Given that its author is a Tunisian-born Belgian of Irish extraction who lives in Wales and lectures in England, and whose academic expertise is in French literature, it is perhaps not overly surprising that this extraordinary debut collection should be devoted to what Philip Larkin called "The Importance of Elsewhere." Moving from Bruges to Bouillon, Palo Alto to Pont Aven, Mersey to Mars, Patrick McGuinness has constructed an atlas of displacement, a rough guide to a lonely planet, full of unquenchable cultural curiosity and irresistible ironies.
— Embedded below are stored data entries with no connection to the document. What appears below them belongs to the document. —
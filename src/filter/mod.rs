//! Identifier filter: decides which model parts formulas may reference.
//!
//! A filter is an ordered chain of extensions. A part is allowed only if
//! every extension allows it; evaluation stops at the first veto. The chain
//! is an immutable snapshot: clone the filter to share it between parses,
//! build a new one to change the configuration.

use std::fmt;
use std::sync::Arc;

use crate::base::Name;
use crate::model::{Association, Attribute, EnumValue};

/// The way a model part is referenced by an identifier.
#[derive(Clone, Copy, Debug, PartialEq, Eq, Hash)]
#[cfg_attr(feature = "serde", derive(serde::Serialize, serde::Deserialize))]
pub enum IdentifierKind {
    Parameter,
    Attribute,
    /// `attribute@default`
    DefaultValueOfAttribute,
    Association,
    /// `association[0]`
    IndexBasedAssociation,
    /// `association["ProductCmpt"]`
    QualifiedAssociation,
    EnumClass,
    EnumValue,
}

impl IdentifierKind {
    /// Get string representation
    pub fn as_str(&self) -> &'static str {
        match self {
            Self::Parameter => "parameter",
            Self::Attribute => "attribute",
            Self::DefaultValueOfAttribute => "default value of attribute",
            Self::Association => "association",
            Self::IndexBasedAssociation => "index based association",
            Self::QualifiedAssociation => "qualified association",
            Self::EnumClass => "enumeration",
            Self::EnumValue => "enumeration value",
        }
    }
}

impl fmt::Display for IdentifierKind {
    fn fmt(&self, f: &mut fmt::Formatter<'_>) -> fmt::Result {
        f.write_str(self.as_str())
    }
}

/// A model part about to be referenced by an identifier.
#[derive(Clone, Copy, Debug, PartialEq, Eq)]
pub enum ModelPart<'a> {
    Attribute(&'a Attribute),
    Association(&'a Association),
    /// Qualified name of an enumeration type.
    EnumType(&'a Name),
    EnumValue(&'a EnumValue),
}

impl ModelPart<'_> {
    /// Name of the part as written in an identifier.
    pub fn name(&self) -> &str {
        match self {
            ModelPart::Attribute(attr) => attr.name.as_str(),
            ModelPart::Association(assoc) => assoc.name.as_str(),
            ModelPart::EnumType(name) => name.as_str(),
            ModelPart::EnumValue(value) => value.id.as_str(),
        }
    }
}

/// One link of the filter chain.
///
/// Extensions must answer without side effects; they are called once per
/// resolved segment.
pub trait IdentifierFilterExtension: Send + Sync {
    fn is_identifier_allowed(&self, part: &ModelPart<'_>, kind: IdentifierKind) -> bool;
}

impl<F> IdentifierFilterExtension for F
where
    F: Fn(&ModelPart<'_>, IdentifierKind) -> bool + Send + Sync,
{
    fn is_identifier_allowed(&self, part: &ModelPart<'_>, kind: IdentifierKind) -> bool {
        self(part, kind)
    }
}

/// The configured chain of filter extensions.
#[derive(Clone, Default)]
pub struct IdentifierFilter {
    extensions: Arc<[Box<dyn IdentifierFilterExtension>]>,
}

impl IdentifierFilter {
    /// A filter without extensions, allowing every identifier.
    pub fn allow_all() -> Self {
        Self::default()
    }

    /// Create a filter from extensions, evaluated in the given order.
    pub fn new(extensions: Vec<Box<dyn IdentifierFilterExtension>>) -> Self {
        Self {
            extensions: extensions.into(),
        }
    }

    /// Start collecting extensions.
    pub fn builder() -> IdentifierFilterBuilder {
        IdentifierFilterBuilder::default()
    }

    /// Check if every extension allows referencing `part` as `kind`.
    pub fn is_identifier_allowed(&self, part: &ModelPart<'_>, kind: IdentifierKind) -> bool {
        self.extensions
            .iter()
            .all(|extension| extension.is_identifier_allowed(part, kind))
    }

    /// Number of registered extensions.
    pub fn len(&self) -> usize {
        self.extensions.len()
    }

    pub fn is_empty(&self) -> bool {
        self.extensions.is_empty()
    }
}

impl fmt::Debug for IdentifierFilter {
    fn fmt(&self, f: &mut fmt::Formatter<'_>) -> fmt::Result {
        f.debug_struct("IdentifierFilter")
            .field("extensions", &self.extensions.len())
            .finish()
    }
}

/// Builder for [`IdentifierFilter`].
#[derive(Default)]
pub struct IdentifierFilterBuilder {
    extensions: Vec<Box<dyn IdentifierFilterExtension>>,
}

impl IdentifierFilterBuilder {
    /// Append an extension to the chain.
    pub fn extension(mut self, extension: impl IdentifierFilterExtension + 'static) -> Self {
        self.extensions.push(Box::new(extension));
        self
    }

    pub fn build(self) -> IdentifierFilter {
        IdentifierFilter::new(self.extensions)
    }
}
Pointing out that "surveys showed that most Belgians questioned / would have preferred to be from somewhere else," McGuiness muses with enviable verve in his poem "Belgitude", that "truly this was home."
Alive to every undulation of the linguistic landscapes in which he moves, McGuinness's poems often pivot on the cross-cultural possibilities of a single isolated word. In his glimmering poem "Glo", the ashen density of the Welsh word for "coal" and the shining resonance of its English homonym, 'glow', are crushed into the dark brilliance of the poem's last lines: "Now only afterglow: burned to ash / what once was thunder for the eyes". Such synaesthetic shimmer recalls Seamus Heaney's conclusion to "Personal Helicon": "I rhyme / To see myself, to set the darkness echoing".
That collapsing of connotations, "glo" and "glow", the morphing of meaning from one tongue to another, is also at work in the poem "Cwlwm", in which McGuinness captures the familiar phenomenon of feeling strangely unestranged even from what one recognises as strange. Tripped up by the "tangle-throated syllables" of street names in Wales, McGuiness says initially that he "saw double before [he] saw them twice", when all of a sudden something clicked:

. . . the roadsigns started to take root,

the place-names lifted off the letters
that composed them as in films the spirit
leaves the body. Calon into canol,
heart into centre; fluent as a stencil

peeling back to leave itself behind.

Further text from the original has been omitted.